DATASET Block Start

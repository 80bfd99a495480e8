//! Problem instances.

use serde::Serialize;
use std::fmt;

use crate::error::{SearchError, SearchResult};

/// Largest list the index register may encode.
pub const MAX_NUMBERS: usize = 32;

/// A subset-sum instance: find index subsets of `numbers` summing to `target`.
///
/// Validated on construction and immutable afterwards.
#[derive(Debug, Clone, PartialEq, Eq, Serialize)]
pub struct ProblemInstance {
    numbers: Vec<u64>,
    target: u64,
    max_sum: u64,
}

impl ProblemInstance {
    /// Validate and build an instance.
    ///
    /// Rejects empty lists, negative values and targets above the sum of
    /// all numbers with [`SearchError::InfeasibleInstance`].
    pub fn new(numbers: Vec<i64>, target: i64) -> SearchResult<Self> {
        if numbers.is_empty() {
            return Err(SearchError::InfeasibleInstance(
                "the list of numbers is empty".into(),
            ));
        }
        if numbers.len() > MAX_NUMBERS {
            return Err(SearchError::InfeasibleInstance(format!(
                "{} numbers exceed the supported maximum of {MAX_NUMBERS}",
                numbers.len()
            )));
        }
        let target = u64::try_from(target).map_err(|_| {
            SearchError::InfeasibleInstance(format!("target {target} is negative"))
        })?;

        let mut values = Vec::with_capacity(numbers.len());
        let mut max_sum = 0u64;
        for (i, n) in numbers.into_iter().enumerate() {
            let v = u64::try_from(n).map_err(|_| {
                SearchError::InfeasibleInstance(format!("number {i} ({n}) is negative"))
            })?;
            max_sum = max_sum.checked_add(v).ok_or_else(|| {
                SearchError::InfeasibleInstance("sum of the numbers overflows".into())
            })?;
            values.push(v);
        }

        if target > max_sum {
            return Err(SearchError::InfeasibleInstance(format!(
                "target {target} exceeds the largest reachable sum {max_sum}"
            )));
        }

        Ok(Self {
            numbers: values,
            target,
            max_sum,
        })
    }

    /// The numbers, in index order.
    pub fn numbers(&self) -> &[u64] {
        &self.numbers
    }

    /// The target sum.
    pub fn target(&self) -> u64 {
        self.target
    }

    /// Number of numbers, i.e. the width of the index register.
    pub fn len(&self) -> usize {
        self.numbers.len()
    }

    /// Always false: empty instances are rejected.
    pub fn is_empty(&self) -> bool {
        self.numbers.is_empty()
    }

    /// Width of the index register.
    pub fn index_width(&self) -> u32 {
        self.numbers.len() as u32
    }

    /// Sum of every number.
    pub fn max_sum(&self) -> u64 {
        self.max_sum
    }

    /// Qubits needed to hold every reachable sum, at least one.
    pub fn sum_width(&self) -> u32 {
        bit_width(self.max_sum).max(1)
    }

    /// Number of index configurations, `2^N`.
    pub fn search_space(&self) -> u64 {
        1u64 << self.numbers.len()
    }

    /// Sum of the numbers selected by `mask` (bit `i` selects number `i`).
    pub fn subset_sum(&self, mask: u64) -> u64 {
        self.numbers
            .iter()
            .enumerate()
            .filter(|(i, _)| (mask >> i) & 1 == 1)
            .map(|(_, v)| *v)
            .sum()
    }

    /// Every satisfying index mask, by classical enumeration.
    pub fn solutions(&self) -> Vec<u64> {
        (0..self.search_space())
            .filter(|&mask| self.subset_sum(mask) == self.target)
            .collect()
    }

    /// Number of satisfying index masks.
    pub fn solution_count(&self) -> u64 {
        self.solutions().len() as u64
    }

    /// Render `mask` as an indicator string, character `i` for number `i`.
    pub fn indicator(&self, mask: u64) -> String {
        (0..self.numbers.len())
            .map(|i| if (mask >> i) & 1 == 1 { '1' } else { '0' })
            .collect()
    }
}

impl fmt::Display for ProblemInstance {
    fn fmt(&self, f: &mut fmt::Formatter<'_>) -> fmt::Result {
        write!(f, "{:?} -> {}", self.numbers, self.target)
    }
}

/// Bits needed to write `value` in binary; zero for zero.
pub(crate) fn bit_width(value: u64) -> u32 {
    u64::BITS - value.leading_zeros()
}
//! qsum Command-Line Interface
//!
//! Solves subset-sum instances with Grover search on the built-in
//! statevector simulator.
//!
//! ```text
//! $ qsum solve --numbers 5,7,8,9,1 --target 16
//! → Solving [5, 7, 8, 9, 1] -> 16 (optimized, 1024 shots)
//!   Layout: 5 index + 5 sum qubits
//!   Counting: 2 solutions (t = 7, outcome 10, estimate 1.89)
//!   Grover iterations: 3
//!   ...
//! ✓ 2 subsets found:
//!   01010: {7, 9} = 16  (48.2%)
//!   01101: {7, 8, 1} = 16  (47.6%)
//! ```

#[global_allocator]
static GLOBAL: mimalloc::MiMalloc = mimalloc::MiMalloc;

use clap::{Parser, Subcommand};
use console::style;
use tracing_subscriber::EnvFilter;

mod commands;

use commands::common::{InstanceArgs, SolverArgs};
use commands::{count, inspect, solve, version};

/// qsum - quantum subset-sum search with Grover amplification
#[derive(Parser)]
#[command(name = "qsum")]
#[command(author, version, about, long_about = None)]
struct Cli {
    /// Increase verbosity (-v, -vv, -vvv)
    #[arg(short, long, action = clap::ArgAction::Count, global = true)]
    verbose: u8,

    #[command(subcommand)]
    command: Commands,
}

#[derive(Subcommand)]
enum Commands {
    /// Count the solutions, amplify them and decode the peaks
    Solve {
        #[command(flatten)]
        instance: InstanceArgs,

        #[command(flatten)]
        solver: SolverArgs,

        /// Fixed number of Grover iterations (skips counting)
        #[arg(short, long)]
        iterations: Option<u64>,

        /// Output format (table, json)
        #[arg(short, long, default_value = "table")]
        format: String,
    },

    /// Estimate the number of solutions with quantum counting
    Count {
        #[command(flatten)]
        instance: InstanceArgs,

        #[command(flatten)]
        solver: SolverArgs,

        /// Output format (table, json)
        #[arg(short, long, default_value = "table")]
        format: String,
    },

    /// Show register layout and circuit sizes without running anything
    Inspect {
        #[command(flatten)]
        instance: InstanceArgs,

        #[command(flatten)]
        solver: SolverArgs,

        /// Output format (table, json)
        #[arg(short, long, default_value = "table")]
        format: String,
    },

    /// Show version information
    Version,
}

#[tokio::main]
async fn main() -> anyhow::Result<()> {
    let cli = Cli::parse();

    let filter = match cli.verbose {
        0 => "warn",
        1 => "info",
        2 => "debug",
        _ => "trace",
    };

    tracing_subscriber::fmt()
        .with_env_filter(EnvFilter::new(filter))
        .with_target(false)
        .with_writer(std::io::stderr)
        .init();

    let result = match cli.command {
        Commands::Solve {
            instance,
            solver,
            iterations,
            format,
        } => solve::execute(&instance, &solver, iterations, &format).await,

        Commands::Count {
            instance,
            solver,
            format,
        } => count::execute(&instance, &solver, &format).await,

        Commands::Inspect {
            instance,
            solver,
            format,
        } => inspect::execute(&instance, &solver, &format),

        Commands::Version => {
            version::execute();
            Ok(())
        }
    };

    if let Err(e) = result {
        eprintln!("{} {:#}", style("Error:").red().bold(), e);
        std::process::exit(1);
    }

    Ok(())
}

#[cfg(test)]
mod tests {
    use super::*;
    use qsum_core::Encoding;

    #[test]
    fn test_parse_solve_defaults_to_sample_instance() {
        let cli = Cli::try_parse_from(["qsum", "solve"]).unwrap();
        match cli.command {
            Commands::Solve {
                instance,
                solver,
                iterations,
                format,
            } => {
                assert_eq!(instance.numbers, vec![5, 7, 8, 9, 1]);
                assert_eq!(instance.target, 16);
                assert_eq!(solver.backend, "simulator");
                assert!(solver.encoding.is_none());
                assert!(iterations.is_none());
                assert_eq!(format, "table");
            }
            _ => panic!("Expected Solve command"),
        }
    }

    #[test]
    fn test_parse_solve_with_all_args() {
        let cli = Cli::try_parse_from([
            "qsum",
            "solve",
            "-n",
            "1,2,3,4",
            "-t",
            "5",
            "--encoding",
            "unoptimized",
            "--shots",
            "2048",
            "--counting-shots",
            "256",
            "--counting-qubits",
            "6",
            "--sum-width",
            "5",
            "--seed",
            "42",
            "-i",
            "2",
            "-f",
            "json",
        ])
        .unwrap();
        match cli.command {
            Commands::Solve {
                instance,
                solver,
                iterations,
                format,
            } => {
                assert_eq!(instance.numbers, vec![1, 2, 3, 4]);
                assert_eq!(instance.target, 5);
                assert_eq!(solver.encoding, Some(Encoding::Unoptimized));
                assert_eq!(solver.shots, Some(2048));
                assert_eq!(solver.counting_shots, Some(256));
                assert_eq!(solver.counting_qubits, Some(6));
                assert_eq!(solver.sum_width, Some(5));
                assert_eq!(solver.seed, Some(42));
                assert_eq!(iterations, Some(2));
                assert_eq!(format, "json");
            }
            _ => panic!("Expected Solve command"),
        }
    }

    #[test]
    fn test_parse_negative_numbers_reach_validation() {
        let cli = Cli::try_parse_from(["qsum", "count", "--numbers=-3,4", "--target", "1"]).unwrap();
        match cli.command {
            Commands::Count { instance, .. } => {
                assert_eq!(instance.numbers, vec![-3, 4]);
                assert!(instance.build().is_err());
            }
            _ => panic!("Expected Count command"),
        }
    }

    #[test]
    fn test_parse_unknown_encoding() {
        let result = Cli::try_parse_from(["qsum", "solve", "--encoding", "dense"]);
        assert!(result.is_err());
    }

    #[test]
    fn test_parse_inspect_with_config() {
        let cli = Cli::try_parse_from(["qsum", "inspect", "-c", "qsum.yaml"]).unwrap();
        match cli.command {
            Commands::Inspect { solver, .. } => {
                assert_eq!(solver.config.as_deref(), Some(std::path::Path::new("qsum.yaml")));
            }
            _ => panic!("Expected Inspect command"),
        }
    }

    #[test]
    fn test_parse_verbose_flag() {
        let cli = Cli::try_parse_from(["qsum", "-vv", "version"]).unwrap();
        assert_eq!(cli.verbose, 2);
        assert!(matches!(cli.command, Commands::Version));
    }

    #[test]
    fn test_no_subcommand() {
        assert!(Cli::try_parse_from(["qsum"]).is_err());
    }
}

DATASET Block End

**AIM OF THE TASK:** Copy every single line of the material above that holds "enumerate".

**TASK SOLUTION:**
        for (i, n) in numbers.into_iter().enumerate() {
            .enumerate()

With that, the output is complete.